SenderState) and resources (e.g. MemTrackers that are closed in 
DataSink::Close).

http://gerrit.cloudera.org:8080/#/c/13883/3/be/src/exec/buffered-plan-root-sink.h
File be/src/exec/buffered-plan-root-sink.h:

http://gerrit.cloudera.org:8080/#/c/13883/3/be/src/exec/buffered-plan-root-sink.h@29
PS3, Line 29: The blocking behavior follows
            : /// the same semantics as BlockingPlanRootSink.
> Now that I look at it again, I wonder if "BlockingPlanRootSink" is just a B
Yeah, it probably makes more sense once we change BufferedPlanRootSink to use a 
BufferedTupleStream. Another nice thing about keeping these two classes 
separate is that if there are bugs in the result spooling code, users can 
simply set SPOOL_QUERY_RESULTS = false and the code will fallback to 
BlockingPlanRootSink which is known to be stable.

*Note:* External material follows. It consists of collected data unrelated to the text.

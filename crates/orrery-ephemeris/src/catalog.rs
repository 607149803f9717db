//! Orbital element store: lookup and validation for every body in the system.

use std::collections::{HashMap, HashSet};
use std::path::Path;

use serde::{Deserialize, Serialize};

use crate::elements::BodyDef;
use crate::error::EphemerisError;

/// Read-only catalog of body definitions keyed by name.
///
/// Central-body references form a forest. The store does not refuse a catalog
/// whose references dangle or loop; [`validate`](Self::validate) reports them and
/// the resolver degrades to a fallback position at runtime.
#[derive(Clone, Debug, Default)]
pub struct ElementStore {
    bodies: Vec<BodyDef>,
    name_index: HashMap<String, usize>,
}

/// On-disk shape of a catalog file.
#[derive(Serialize, Deserialize)]
struct CatalogFile {
    bodies: Vec<BodyDef>,
}

/// Structural problem found by [`ElementStore::validate`].
#[derive(Clone, Debug, PartialEq, Eq)]
pub enum CatalogIssue {
    /// A body names a central body that is not in the catalog.
    MissingCentralBody {
        /// The orbiting body.
        body: String,
        /// The absent central body.
        central: String,
    },
    /// Following central-body links from this body never reaches a root.
    Cycle {
        /// A body on (or leading into) the cycle.
        body: String,
    },
}

impl std::fmt::Display for CatalogIssue {
    fn fmt(&self, f: &mut std::fmt::Formatter<'_>) -> std::fmt::Result {
        match self {
            Self::MissingCentralBody { body, central } => {
                write!(f, "body '{body}' orbits unknown body '{central}'")
            }
            Self::Cycle { body } => write!(f, "central-body chain of '{body}' is cyclic"),
        }
    }
}

impl ElementStore {
    /// Create an empty store.
    pub fn new() -> Self {
        Self::default()
    }

    /// Build a store from a list of bodies, rejecting duplicate names.
    pub fn from_bodies(bodies: impl IntoIterator<Item = BodyDef>) -> Result<Self, EphemerisError> {
        let mut store = Self::new();
        for body in bodies {
            store.insert(body)?;
        }
        Ok(store)
    }

    /// Register a body. Returns its index.
    ///
    /// # Errors
    ///
    /// Returns [`EphemerisError::DuplicateBody`] if the name is taken.
    pub fn insert(&mut self, body: BodyDef) -> Result<usize, EphemerisError> {
        if self.name_index.contains_key(&body.name) {
            return Err(EphemerisError::DuplicateBody(body.name));
        }
        let idx = self.bodies.len();
        self.name_index.insert(body.name.clone(), idx);
        self.bodies.push(body);
        Ok(idx)
    }

    /// Look up a body by name.
    pub fn get(&self, name: &str) -> Option<&BodyDef> {
        self.name_index.get(name).map(|&idx| &self.bodies[idx])
    }

    /// Whether a body with this name exists.
    pub fn contains(&self, name: &str) -> bool {
        self.name_index.contains_key(name)
    }

    /// Number of bodies.
    pub fn len(&self) -> usize {
        self.bodies.len()
    }

    /// Returns true if the store is empty.
    pub fn is_empty(&self) -> bool {
        self.bodies.is_empty()
    }

    /// Iterate over bodies in insertion order.
    pub fn iter(&self) -> impl Iterator<Item = &BodyDef> {
        self.bodies.iter()
    }

    /// Report dangling central-body references and cycles.
    ///
    /// Each chain is walked at most `len()` hops, so a malformed catalog cannot
    /// make validation loop.
    pub fn validate(&self) -> Vec<CatalogIssue> {
        let mut issues = Vec::new();
        for body in &self.bodies {
            let mut visited = HashSet::new();
            let mut current = body;
            visited.insert(current.name.as_str());
            while let Some(central) = current.central_body.as_deref() {
                let Some(next) = self.get(central) else {
                    if current.name == body.name {
                        issues.push(CatalogIssue::MissingCentralBody {
                            body: body.name.clone(),
                            central: central.to_string(),
                        });
                    }
                    break;
                };
                if !visited.insert(next.name.as_str()) || visited.len() > self.len() {
                    issues.push(CatalogIssue::Cycle {
                        body: body.name.clone(),
                    });
                    break;
                }
                current = next;
            }
        }
        issues
    }

    /// Parse a catalog from RON text.
    pub fn from_ron_str(text: &str) -> Result<Self, EphemerisError> {
        let file: CatalogFile = ron::from_str(text).map_err(EphemerisError::ParseError)?;
        Self::from_bodies(file.bodies)
    }

    /// Serialize the catalog to pretty RON text.
    pub fn to_ron_string(&self) -> Result<String, EphemerisError> {
        let file = CatalogFile {
            bodies: self.bodies.clone(),
        };
        let pretty = ron::ser::PrettyConfig::new()
            .depth_limit(4)
            .separate_tuple_members(false)
            .enumerate_arrays(false);
        ron::ser::to_string_pretty(&file, pretty).map_err(EphemerisError::SerializeError)
    }

    /// Load a catalog from a RON file.
    pub fn load_ron(path: &Path) -> Result<Self, EphemerisError> {
        let contents = std::fs::read_to_string(path).map_err(EphemerisError::ReadError)?;
        let store = Self::from_ron_str(&contents)?;
        log::info!("Loaded {} bodies from {}", store.len(), path.display());
        Ok(store)
    }

    /// Write the catalog to a RON file, creating parent directories.
    pub fn save_ron(&self, path: &Path) -> Result<(), EphemerisError> {
        if let Some(parent) = path.parent() {
            std::fs::create_dir_all(parent).map_err(EphemerisError::WriteError)?;
        }
        let serialized = self.to_ron_string()?;
        std::fs::write(path, serialized).map_err(EphemerisError::WriteError)
    }
}

#[cfg(test)]
mod tests {
    use super::*;
    use crate::elements::{OrbitalElements, SecularElement, SpinSpec};

    fn body(name: &str, central: Option<&str>) -> BodyDef {
        BodyDef {
            name: name.to_string(),
            elements: OrbitalElements {
                semi_major_axis: SecularElement::fixed(1.0),
                eccentricity: SecularElement::fixed(0.0),
                inclination: SecularElement::fixed(0.0),
                mean_longitude: SecularElement::fixed(0.0),
                longitude_of_perihelion: SecularElement::fixed(0.0),
                longitude_of_node: SecularElement::fixed(0.0),
            },
            radius_km: 1.0,
            central_body: central.map(str::to_string),
            spin: SpinSpec::default(),
        }
    }

    #[test]
    fn test_lookup_by_name() {
        let store =
            ElementStore::from_bodies([body("earth", None), body("moon", Some("earth"))]).unwrap();
        assert_eq!(store.len(), 2);
        assert_eq!(store.get("moon").unwrap().central_body.as_deref(), Some("earth"));
        assert!(store.get("mars").is_none());
        assert!(store.contains("earth"));
        assert_eq!(store.iter().next().unwrap().name, "earth");
    }

    #[test]
    fn test_duplicate_name_rejected() {
        let mut store = ElementStore::new();
        store.insert(body("earth", None)).unwrap();
        let err = store.insert(body("earth", None)).unwrap_err();
        assert!(matches!(err, EphemerisError::DuplicateBody(ref n) if n == "earth"));
        assert_eq!(store.len(), 1);
    }

    #[test]
    fn test_validate_clean_catalog() {
        let store =
            ElementStore::from_bodies([body("earth", None), body("moon", Some("earth"))]).unwrap();
        assert!(store.validate().is_empty());
    }

    #[test]
    fn test_validate_reports_missing_central_body() {
        let store = ElementStore::from_bodies([body("moon", Some("earth"))]).unwrap();
        assert_eq!(
            store.validate(),
            vec![CatalogIssue::MissingCentralBody {
                body: "moon".to_string(),
                central: "earth".to_string(),
            }]
        );
    }

    #[test]
    fn test_validate_reports_cycles() {
        let store = ElementStore::from_bodies([
            body("a", Some("b")),
            body("b", Some("a")),
            body("c", Some("c")),
            body("d", Some("a")),
        ])
        .unwrap();
        let issues = store.validate();
        for name in ["a", "b", "c", "d"] {
            assert!(
                issues.contains(&CatalogIssue::Cycle {
                    body: name.to_string()
                }),
                "missing cycle issue for {name}: {issues:?}"
            );
        }
    }

    #[test]
    fn test_ron_file_roundtrip() {
        let dir = tempfile::tempdir().unwrap();
        let path = dir.path().join("catalog").join("bodies.ron");
        let store =
            ElementStore::from_bodies([body("earth", None), body("moon", Some("earth"))]).unwrap();
        store.save_ron(&path).unwrap();

        let loaded = ElementStore::load_ron(&path).unwrap();
        assert_eq!(loaded.len(), 2);
        assert_eq!(loaded.get("moon"), store.get("moon"));
    }

    #[test]
    fn test_spin_defaults_when_omitted() {
        let text = r#"(
            bodies: [
                (
                    name: "ceres",
                    elements: (
                        semi_major_axis: (2.77, 0.0),
                        eccentricity: (0.0785, 0.0),
                        inclination: (10.6, 0.0),
                        mean_longitude: (153.0, 7800.0),
                        longitude_of_perihelion: (153.9, 0.0),
                        longitude_of_node: (80.3, 0.0),
                    ),
                    radius_km: 469.7,
                ),
            ],
        )"#;
        let store = ElementStore::from_ron_str(text).unwrap();
        let ceres = store.get("ceres").unwrap();
        assert!(ceres.central_body.is_none());
        assert_eq!(ceres.spin, SpinSpec::default());
    }

    #[test]
    fn test_invalid_ron_is_parse_error() {
        let err = ElementStore::from_ron_str("{{nope}}").unwrap_err();
        assert!(matches!(err, EphemerisError::ParseError(_)));
    }
}
use std::path::PathBuf;

/// Errors from loading, saving or checking `config.ron`.
#[derive(Debug, thiserror::Error)]
pub enum ConfigError {
    #[error("cannot read {path}: {source}")]
    ReadError {
        path: PathBuf,
        #[source]
        source: std::io::Error,
    },

    #[error("cannot write config: {0}")]
    WriteError(#[source] std::io::Error),

    #[error("malformed config: {0}")]
    ParseError(#[source] ron::error::SpannedError),

    #[error("cannot serialize config: {0}")]
    SerializeError(#[source] ron::Error),

    /// A setting parsed but is outside its meaningful range.
    #[error("invalid value for {field}: {reason}")]
    InvalidValue { field: &'static str, reason: String },
}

http://gerrit.cloudera.org:8080/#/c/13883/3/be/src/exec/buffered-plan-root-sink.h@42
PS3, Line 42: RowBatchQueue* batch_queue)
> Why is this not internally owned by this class ? Why does it need to be pas
Dependency injection. I'm not sure if this is the right way to do this in C++ 
though.

https://en.wikipedia.org/wiki/Dependency_injection
https://en.wikipedia.org/wiki/Dependency_injection#Constructor_injection


http://gerrit.cloudera.org:8080/#/c/13883/4/be/src/exec/buffered-plan-root-sink.cc
File be/src/exec/buffered-plan-root-sink.cc:

http://gerrit.cloudera.org:8080/#/c/13883/4/be/src/exec/buffered-plan-root-sink.cc@45
PS4, Line 45:  is_full_.Wait(l);
> Looking at this code again, the thread will block when the queue is full an
The existing BlockingQueue doesn't expose its lock, which makes the 
synchronization more difficult. You could have two locks: one owned by the 
BlockingQueue and one owned by the BufferedPlanRootSink, but that makes the 
synchronization logic more complex. The BufferedPlanRootSink lock is necessary 
in case the producer calls Close() while the consumer is calling 
QueryResultSet::AddRows, and its needed to protect read / writes of the 
SenderState. Plus, it makes the transition to BufferedTupleStream easier 
because BufferedTupleStream makes no thread-safety guarantees.


http://gerrit.cloudera.org:8080/#/c/13883/3/be/src/runtime/non-blocking-row-batch-queue.h
File be/src/runtime/non-blocking-row-batch-queue.h:

http://gerrit.cloudera.org:8080/#/c/13883/3/be/src/runtime/non-blocking-row-batch-queue.h@32
PS3, Line 32:  NonBlockingRowBatchQueue
> If I understand this patch correctly, this queue also has a capacity but it
Adding TryAddBatch() makes sense to me.

Yes, as this patch stands now, the re-factoring for RowBatchQueue is probably 
overkill. Yes, the idea is that this will be most useful when adding the 
SpillableQueue (or whatever we decide to call it).

However, I do think this cleans up the code a little bit. Currently there are 
several different ways we buffer RowBatches throughout the code, having a 
unified interface would make things easier to understand. Doing all the 
re-factoring to migrate other queues to the new RowBatchQueue is probably out 
of the scope of this patch, but seems useful to do in the future.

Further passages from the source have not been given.